I had my chance. I had the opportunity to play a round of golf at the storied Pebble Beach Golf Course — for free! My good friend, Yoko Hirakado, owned WISH International, the organization that brokered the cultural exchange program between Saint Lawrence Academy in Santa Clara, California and Junshin Girls’ High School in Nagasaki, Japan. I had the pleasure of coordinating the exchange program at Saint Lawrence for several years. During that time, Yoko and I became good friends. She was my ticket to the golf course.

Yoko, and her husband Darryl,  owned a spectacular home in Pebble Beach along the world-famous 17-Mile Drive. Each year in January, they would host a party at their home. Yoko had a friend who was a famous sushi chef in Osaka. At the party each year, he would create dozens of sushi and sashimi options for the guests. In exchange for his services, Yoko would arrange for him to play a few rounds of golf at Pebble Beach. It was a win-win.

I first worked with Yoko on the exchange program in 1998. By 2014, I had visited Nagasaki more than a dozen times. Kathy and I had also hosted more than twenty students, teachers, and other Japanese residents who wanted to improve their English speaking skills.
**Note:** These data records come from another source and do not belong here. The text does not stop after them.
//! Audit Chain Verification Tool
//!
//! Replays the audit chain from the live store or a frozen export and
//! reports chain, hash and signature status for every row.
//!
//! Exit codes: 0 all rows verified, 1 one or more failures, 2 tool error.

use std::path::{Path, PathBuf};
use std::process::ExitCode;

use anyhow::{anyhow, Context, Result};
use clap::{ArgGroup, Parser};
use tracing::{error, info};

use trustchain::audit::{
    load_export, read_range, write_export, ChainAnchor, ChainVerifier, VerifyOptions,
};
use trustchain::config::AppConfig;
use trustchain::crypto::PublicKeyMaterial;
use trustchain::database::Database;
use trustchain::signing::ResolvedSigner;

#[derive(Parser)]
#[command(name = "verify-audit-chain")]
#[command(about = "Verify audit chain integrity from the database or an export file")]
#[command(version)]
#[command(group(ArgGroup::new("source").required(true).args(["database_url", "export"])))]
struct Cli {
    /// Database URL for live verification
    #[arg(long)]
    database_url: Option<String>,

    /// Exported JSON array of events for offline verification
    #[arg(long, value_name = "PATH")]
    export: Option<PathBuf>,

    /// Only verify events after this event id (live mode)
    #[arg(long, value_name = "ID")]
    start_after_id: Option<String>,

    /// Maximum number of events to verify
    #[arg(long)]
    limit: Option<u32>,

    /// Write the verified events to this export file
    #[arg(long, value_name = "PATH")]
    dump_to: Option<PathBuf>,

    /// The export starts at the first event ever written
    #[arg(long, conflicts_with = "anchor_hash")]
    genesis: bool,

    /// Hash the first exported event must link to
    #[arg(long, value_name = "HEX")]
    anchor_hash: Option<String>,

    /// Report unsigned rows as warnings
    #[arg(long)]
    allow_unsigned: bool,

    /// Expected Merkle root of the verified range
    #[arg(short, long, value_name = "HEX")]
    merkle_root: Option<String>,

    /// Public key for rows signed by KID, as KID=PATH or KID=KEY (repeatable)
    #[arg(long = "public-key", value_name = "KID=KEY")]
    public_keys: Vec<String>,

    /// Also trust every key in the signer registry (live mode)
    #[arg(long, requires = "database_url")]
    registry_keys: bool,

    /// Configuration file used to resolve the verifying backend
    #[arg(short, long, value_name = "PATH")]
    config: Option<PathBuf>,

    /// Enable debug logging
    #[arg(short, long)]
    verbose: bool,

    /// Only print failing rows and errors
    #[arg(short, long, conflicts_with = "verbose")]
    quiet: bool,
}

#[tokio::main]
async fn main() -> ExitCode {
    let cli = Cli::parse();
    init_logging(&cli);

    match run(&cli).await {
        Ok(true) => ExitCode::SUCCESS,
        Ok(false) => ExitCode::from(1),
        Err(e) => {
            error!("Verification could not complete: {:#}", e);
            eprintln!("error: {:#}", e);
            ExitCode::from(2)
        }
    }
}

fn init_logging(cli: &Cli) {
    let default_filter = if cli.quiet {
        "trustchain=error"
    } else if cli.verbose {
        "trustchain=debug"
    } else {
        "trustchain=info"
    };
    tracing_subscriber::fmt()
        .with_env_filter(
            tracing_subscriber::EnvFilter::try_from_default_env()
                .unwrap_or_else(|_| default_filter.into()),
        )
        .with_writer(std::io::stderr)
        .init();
}

/// Returns whether every row verified.
async fn run(cli: &Cli) -> Result<bool> {
    let config = AppConfig::load(cli.config.as_deref()).context("loading configuration")?;
    let signer = ResolvedSigner::resolve(&config).context("resolving signing backend")?;
    let mut verifier = ChainVerifier::new(signer).with_options(VerifyOptions {
        allow_unsigned: cli.allow_unsigned,
    });
    for arg in &cli.public_keys {
        let (kid, key) = parse_public_key(arg)?;
        verifier = verifier.with_key(kid, key);
    }

    let (events, anchor) = match (&cli.database_url, &cli.export) {
        (Some(url), _) => {
            let db = Database::open_read_only(url)
                .await
                .with_context(|| format!("opening {}", url))?;
            if cli.registry_keys {
                verifier = verifier
                    .with_registry_keys(db.pool())
                    .await
                    .context("loading signer registry keys")?;
            }
            let range = read_range(db.pool(), cli.start_after_id.as_deref(), cli.limit).await?;
            let anchor = match range.anchor_hash {
                Some(hash) => ChainAnchor::Hash(hash),
                None => ChainAnchor::Genesis,
            };
            (range.events, anchor)
        }
        (None, Some(path)) => {
            if cli.start_after_id.is_some() {
                return Err(anyhow!("--start-after-id only applies to live verification"));
            }
            let mut events = load_export(path)?;
            if let Some(limit) = cli.limit {
                events.truncate(limit as usize);
            }
            let anchor = match (&cli.anchor_hash, cli.genesis) {
                (Some(hash), _) => ChainAnchor::Hash(hash.to_lowercase()),
                (None, true) => ChainAnchor::Genesis,
                (None, false) => ChainAnchor::Unknown,
            };
            (events, anchor)
        }
        (None, None) => return Err(anyhow!("either --database-url or --export is required")),
    };

    if let Some(path) = &cli.dump_to {
        write_export(path, &events)?;
    }

    info!("Verifying {} events", events.len());
    let report = verifier.verify_events(&events, anchor).await;

    for row in &report.rows {
        if !cli.quiet || row.has_failure() {
            println!("{}", row.line());
            if cli.verbose {
                for issue in &row.issues {
                    println!("       {}: {}", issue.code.as_str(), issue.message);
                }
            }
        }
    }

    let mut ok = report.is_valid();

    if let Some(expected) = &cli.merkle_root {
        match &report.merkle_root {
            Some(actual) if actual.eq_ignore_ascii_case(expected) => {
                if !cli.quiet {
                    println!("merkle root matches {}", actual);
                }
            }
            Some(actual) => {
                println!("merkle root MISMATCH: expected {}, computed {}", expected, actual);
                ok = false;
            }
            None => {
                println!("merkle root MISMATCH: no events to anchor");
                ok = false;
            }
        }
    }

    if !cli.quiet || !ok {
        println!("{}", report.summary());
    }
    Ok(ok)
}

/// `KID=PATH` or `KID=KEY`; a value naming an existing file is read from it.
fn parse_public_key(arg: &str) -> Result<(String, PublicKeyMaterial)> {
    let (kid, value) = arg
        .split_once('=')
        .filter(|(kid, value)| !kid.is_empty() && !value.is_empty())
        .ok_or_else(|| anyhow!("--public-key expects KID=KEY, got {}", arg))?;

    let path = Path::new(value);
    let text = if path.is_file() {
        std::fs::read_to_string(path).with_context(|| format!("reading {}", value))?
    } else {
        value.to_string()
    };
    let key = PublicKeyMaterial::parse(text.trim())
        .with_context(|| format!("parsing public key for {}", kid))?;
    Ok((kid.to_string(), key))
}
When one of my host students from Junshin High School, along with her mother, visited my home in 2010, Yoko invited us to spend a night at her home in Pebble Beach, as we had planned to visit Monterey and Carmel. 
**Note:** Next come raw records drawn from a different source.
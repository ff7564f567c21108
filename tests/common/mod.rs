#![allow(dead_code)]

use std::sync::Arc;

use base64::{engine::general_purpose::STANDARD, Engine as _};
use serde_json::json;
use trustchain::audit::{AuditEvent, AuditLogger};
use trustchain::config::ApprovalBinding;
use trustchain::crypto::SecretKeyMaterial;
use trustchain::database::Database;
use trustchain::multisig::{MultisigEngine, NewProposal, SignerRegistry, SignerRole};
use trustchain::signing::{MockBackend, ResolvedSigner};

/// Setup an in-memory SQLite database for testing
pub async fn setup_test_db() -> Database {
    Database::new_in_memory()
        .await
        .expect("Failed to create test database")
}

/// File-backed database so several connections can contend for the write lock
pub async fn setup_file_db(dir: &tempfile::TempDir) -> Database {
    let url = format!("sqlite://{}", dir.path().join("trustchain.db").display());
    Database::new(&url)
        .await
        .expect("Failed to create file database")
}

/// Deterministic HMAC signer
pub fn mock_signer(strict: bool) -> ResolvedSigner {
    ResolvedSigner::from_backend(Arc::new(MockBackend::default()), strict)
}

pub fn mock_logger(db: &Database) -> AuditLogger {
    AuditLogger::new(db.clone(), mock_signer(false))
}

/// Append `count` settlement events
pub async fn append_events(logger: &AuditLogger, count: usize) -> Vec<AuditEvent> {
    let mut events = Vec::with_capacity(count);
    for i in 0..count {
        let event = logger
            .append("marketplace.settlement", json!({ "order": i, "amount": "10.50" }))
            .await
            .expect("append failed");
        events.push(event);
    }
    events
}

/// Generate Ed25519 signers named signer-0, signer-1, ...
pub fn generate_test_signers(count: usize) -> Vec<(String, SecretKeyMaterial)> {
    (0..count)
        .map(|i| (format!("signer-{}", i), SecretKeyMaterial::generate_ed25519()))
        .collect()
}

pub struct TestMultisig {
    pub db: Database,
    pub logger: AuditLogger,
    pub registry: SignerRegistry,
    pub engine: MultisigEngine,
    pub signers: Vec<(String, SecretKeyMaterial)>,
}

impl TestMultisig {
    pub async fn new(db: Database, signer_count: usize, binding: ApprovalBinding) -> Self {
        let logger = mock_logger(&db);
        let registry = SignerRegistry::new(db.pool().clone()).with_audit(logger.clone());
        let engine = MultisigEngine::new(db.clone(), logger.clone(), binding);

        let signers = generate_test_signers(signer_count);
        for (id, key) in &signers {
            let public_key = key.public_key().to_encoded().expect("encode public key");
            registry
                .register(id, &public_key, SignerRole::Signer, None)
                .await
                .expect("register signer");
        }

        Self {
            db,
            logger,
            registry,
            engine,
            signers,
        }
    }

    pub fn signer_ids(&self) -> Vec<String> {
        self.signers.iter().map(|(id, _)| id.clone()).collect()
    }

    pub fn proposal(&self, threshold: u32) -> NewProposal {
        NewProposal {
            title: "Raise agent resource quota".to_string(),
            description: "Allow the orchestrator pool to scale to 64 workers".to_string(),
            payload: json!({ "pool": "orchestrator", "maxWorkers": 64 }),
            signer_set: self.signer_ids(),
            required_threshold: threshold,
            created_by: "ops".to_string(),
        }
    }

    /// Approval signature by signer `index` over the proposal's message
    pub async fn sign(&self, proposal_id: &str, index: usize) -> String {
        let message = self
            .engine
            .approval_message(proposal_id)
            .await
            .expect("approval message");
        let signature = self.signers[index]
            .1
            .sign_message(&message)
            .expect("sign approval");
        STANDARD.encode(signature)
    }
}
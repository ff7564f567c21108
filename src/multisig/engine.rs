//! Multisig Approval Engine
//!
//! Proposal lifecycle gated by N-of-M signer approvals. Every operation that
//! reads an approval count opens its transaction by writing the proposal
//! row, so concurrent approvals of one proposal queue and exactly one of
//! them performs the threshold transition.

use std::future::Future;

use chrono::Utc;
use serde_json::json;
use sqlx::{Row, SqliteConnection};
use tracing::{debug, info, warn};
use uuid::Uuid;

use super::registry::get_signer;
use super::types::{Approval, ApprovalOutcome, NewProposal, Proposal, ProposalStatus};
use crate::audit::AuditLogger;
use crate::canonical::canonicalize_json;
use crate::config::ApprovalBinding;
use crate::crypto::verify_encoded;
use crate::database::Database;
use crate::error::TrustChainError;

const PROPOSAL_COLUMNS: &str = "id, title, description, payload, required_threshold, signer_set, \
     status, created_by, created_at, updated_at, approved_at, applied_at, applied_by, \
     rejected_at, rejected_by, rejection_reason";

#[derive(Clone)]
pub struct MultisigEngine {
    db: Database,
    audit: AuditLogger,
    binding: ApprovalBinding,
}
//! Signer Registry
//!
//! Registered identities whose public keys verify approval signatures.

use chrono::Utc;
use serde_json::json;
use sqlx::{SqliteConnection, SqlitePool};
use tracing::{info, warn};

use super::types::{SignerRecord, SignerRole, SignerStatus};
use crate::audit::AuditLogger;
use crate::crypto::PublicKeyMaterial;
use crate::error::TrustChainError;

const SIGNER_COLUMNS: &str =
    "signer_id, public_key, key_type, role, status, comment, created_at, revoked_at";

#[derive(Clone)]
pub struct SignerRegistry {
    pool: SqlitePool,
    audit: Option<AuditLogger>,
}

impl SignerRegistry {
    pub fn new(pool: SqlitePool) -> Self {
        Self { pool, audit: None }
    }

    /// Record registrations and revocations on the audit chain.
    pub fn with_audit(mut self, audit: AuditLogger) -> Self {
        self.audit = Some(audit);
        self
    }

    /// Register a signer. The public key must parse in one of the supported
    /// formats.
    pub async fn register(
        &self,
        signer_id: &str,
        public_key: &str,
        role: SignerRole,
        comment: Option<&str>,
    ) -> Result<SignerRecord, TrustChainError> {
        if signer_id.trim().is_empty() {
            return Err(TrustChainError::InvalidPayload(
                "signer id must not be empty".to_string(),
            ));
        }
        let key = PublicKeyMaterial::parse(public_key)?;
        let public_key = public_key.trim();

        let record = SignerRecord {
            signer_id: signer_id.to_string(),
            public_key: public_key.to_string(),
            key_type: key.key_type().to_string(),
            role,
            status: SignerStatus::Active,
            comment: comment.map(str::to_string),
            created_at: Utc::now(),
            revoked_at: None,
        };

        let mut tx = self.pool.begin().await?;

        let inserted = sqlx::query(
            r#"
            INSERT INTO signers (signer_id, public_key, key_type, role, status, comment, created_at)
            VALUES (?, ?, ?, ?, ?, ?, ?)
            ON CONFLICT(signer_id) DO NOTHING
            "#,
        )
        .bind(&record.signer_id)
        .bind(&record.public_key)
        .bind(&record.key_type)
        .bind(record.role.as_str())
        .bind(record.status.as_str())
        .bind(&record.comment)
        .bind(record.created_at)
        .execute(&mut *tx)
        .await?
        .rows_affected();

        if inserted == 0 {
            return Err(TrustChainError::InvalidPayload(format!(
                "signer {} is already registered",
                signer_id
            )));
        }

        if let Some(audit) = &self.audit {
            audit
                .append_in_tx(
                    &mut tx,
                    "signer.registered",
                    json!({
                        "signerId": record.signer_id,
                        "keyType": record.key_type,
                        "role": record.role.as_str(),
                    }),
                    None,
                )
                .await?;
        }

        tx.commit().await?;
        info!("Registered signer {} ({})", record.signer_id, record.key_type);
        Ok(record)
    }

    /// Revoke a signer. Its approvals stop counting toward any threshold
    /// evaluated afterwards.
    pub async fn revoke(
        &self,
        signer_id: &str,
        reason: Option<&str>,
    ) -> Result<SignerRecord, TrustChainError> {
        let mut tx = self.pool.begin().await?;
        let now = Utc::now();

        let updated = sqlx::query(
            "UPDATE signers SET status = 'revoked', revoked_at = ? WHERE signer_id = ? AND status = 'active'",
        )
        .bind(now)
        .bind(signer_id)
        .execute(&mut *tx)
        .await?
        .rows_affected();

        if updated == 0 {
            return match get_signer(&mut tx, signer_id).await? {
                None => Err(TrustChainError::NotFound(format!("signer {}", signer_id))),
                Some(_) => Err(TrustChainError::InvalidTransition(format!(
                    "signer {} is already revoked",
                    signer_id
                ))),
            };
        }

        if let Some(audit) = &self.audit {
            audit
                .append_in_tx(
                    &mut tx,
                    "signer.revoked",
                    json!({ "signerId": signer_id, "reason": reason }),
                    None,
                )
                .await?;
        }

        let record = get_signer(&mut tx, signer_id)
            .await?
            .ok_or_else(|| TrustChainError::NotFound(format!("signer {}", signer_id)))?;
        tx.commit().await?;

        warn!("Revoked signer {}", signer_id);
        Ok(record)
    }

    pub async fn get(&self, signer_id: &str) -> Result<Option<SignerRecord>, TrustChainError> {
        let mut conn = self.pool.acquire().await?;
        get_signer(&mut conn, signer_id).await
    }

    pub async fn list(&self, include_revoked: bool) -> Result<Vec<SignerRecord>, TrustChainError> {
        let sql = if include_revoked {
            format!("SELECT {} FROM signers ORDER BY signer_id", SIGNER_COLUMNS)
        } else {
            format!(
                "SELECT {} FROM signers WHERE status = 'active' ORDER BY signer_id",
                SIGNER_COLUMNS
            )
        };
        let rows = sqlx::query(&sql).fetch_all(&self.pool).await?;
        rows.iter().map(SignerRecord::from_row).collect()
    }
}

/// Load a signer on an existing connection or transaction.
pub(crate) async fn get_signer(
    conn: &mut SqliteConnection,
    signer_id: &str,
) -> Result<Option<SignerRecord>, TrustChainError> {
    let row = sqlx::query(&format!(
        "SELECT {} FROM signers WHERE signer_id = ?",
        SIGNER_COLUMNS
    ))
    .bind(signer_id)
    .fetch_optional(conn)
    .await?;
    row.map(|r| SignerRecord::from_row(&r)).transpose()
}

#[cfg(test)]
mod tests {
    use super::*;
    use crate::crypto::SecretKeyMaterial;
    use crate::database::Database;

    fn public_pem() -> String {
        SecretKeyMaterial::generate_ed25519()
            .public_key()
            .to_encoded()
            .unwrap()
    }

    #[tokio::test]
    async fn test_register_and_get() {
        let db = Database::new_in_memory().await.unwrap();
        let registry = SignerRegistry::new(db.pool().clone());

        let record = registry
            .register("alice", &public_pem(), SignerRole::Signer, Some("primary"))
            .await
            .unwrap();
        assert_eq!(record.key_type, "ed25519");
        assert!(record.is_active());

        let loaded = registry.get("alice").await.unwrap().unwrap();
        assert_eq!(loaded.public_key, record.public_key);
        assert_eq!(loaded.comment.as_deref(), Some("primary"));
        assert!(registry.get("bob").await.unwrap().is_none());
    }

    #[tokio::test]
    async fn test_duplicate_and_invalid_registration() {
        let db = Database::new_in_memory().await.unwrap();
        let registry = SignerRegistry::new(db.pool().clone());

        registry
            .register("alice", &public_pem(), SignerRole::Signer, None)
            .await
            .unwrap();
        assert!(registry
            .register("alice", &public_pem(), SignerRole::Signer, None)
            .await
            .is_err());
        assert!(matches!(
            registry.register("bob", "garbage", SignerRole::Signer, None).await,
            Err(TrustChainError::CryptoError(_))
        ));
    }

    #[tokio::test]
    async fn test_revoke() {
        let db = Database::new_in_memory().await.unwrap();
        let registry = SignerRegistry::new(db.pool().clone());
        registry
            .register("alice", &public_pem(), SignerRole::Operator, None)
            .await
            .unwrap();

        let revoked = registry.revoke("alice", Some("lost key")).await.unwrap();
        assert_eq!(revoked.status, SignerStatus::Revoked);
        assert!(revoked.revoked_at.is_some());

        assert!(matches!(
            registry.revoke("alice", None).await,
            Err(TrustChainError::InvalidTransition(_))
        ));
        assert!(matches!(
            registry.revoke("nobody", None).await,
            Err(TrustChainError::NotFound(_))
        ));

        assert!(registry.list(false).await.unwrap().is_empty());
        assert_eq!(registry.list(true).await.unwrap().len(), 1);
    }
}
It was about that time that Yoko extended the invitation for me to play a round of golf at the legendary Pebble Beach Golf Course. I had enjoyed playing golf since my junior high school days. My first few rounds were played at the Jack Fleming Golf Course, a relatively easy nine-hole course surrounded by the eighteen holes of Harding Park Golf Course in San Francisco. When I moved to San José, I played several of the public courses there and in the local communities of Sunnyvale, Cupertino, and Santa Clara. On one occasion, I accepted an invitation to play the Seascape Golf Course in Aptos. As difficult as that was, the most challenging course I encountered, a course I played at least a half-dozen times, was the lake course at the Olympic Club in The City. That was a humbling experience!
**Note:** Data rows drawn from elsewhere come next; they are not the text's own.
#![forbid(unsafe_code)]
//! tangle-core library.
//!
//! Dependency-aware component health: a static graph of interdependent
//! components, each with a caller-supplied health probe, analysed for
//! blocked prerequisites, cascade impact, dependency cycles and recovery
//! order.
//!
//! # Conventions
//!
//! - **Errors**: `thiserror` enums per failure domain, each mapped to a
//!   stable [`ErrorCode`]. Probe failures never surface as errors.
//! - **Logging**: `tracing` macros (`info!`, `warn!`, `debug!`). The library
//!   never installs a subscriber.
//! - **Ordering**: every list in a result is in component definition order
//!   unless documented otherwise.

pub mod cascade;
pub mod engine;
pub mod error;
pub mod graph;
pub mod model;
pub mod policy;
pub mod probe;
pub mod recovery;
pub mod report;
pub mod validate;

pub use engine::{Engine, EngineBuilder};
pub use error::{ErrorCode, GraphDefinitionError, PolicyError, QueryError};
pub use model::{
    CascadeOverride, ComponentSpec, ComponentSummary, DependencyValidation, HealthResult,
    HealthStatus,
};
pub use policy::{HealthPolicy, OverallHealth};
pub use probe::HealthProbe;
pub use recovery::{IterationBoundExceeded, RecoveryCheck};
pub use report::{ComponentReport, SystemHealthReport};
The bottom line is that while I enjoyed the game of golf, and I had an occasional impressive drive, chip, or putt, I was a mediocre golfer. So when Yoko invited me to play Pebble, at a time when I was no longer playing golf on a regular basis, I asked for a rain-check. I did not want to desecrate that sacred course with my less-than-adequate golfing skills. I hoped that, at some point, I would get back into playing golf on a regular basis, improve my game, then accept Yoko’s invitation. That never happened. 

While I regret never playing the course, I do not regret my decision to postpone the opportunity, even though it meant never playing the course. I have too much respect for the game of golf, and for Pebble Beach, to make a spectacle of myself hacking my way around one of the most beautiful golf courses in the world. 

I am grateful to Yoko for her kind offer. Sadly, Yoko passed away several years ago after a lengthy battle with cancer. I’ve resigned myself to the fact that I will never play Pebble Beach,… and I’m okay with that.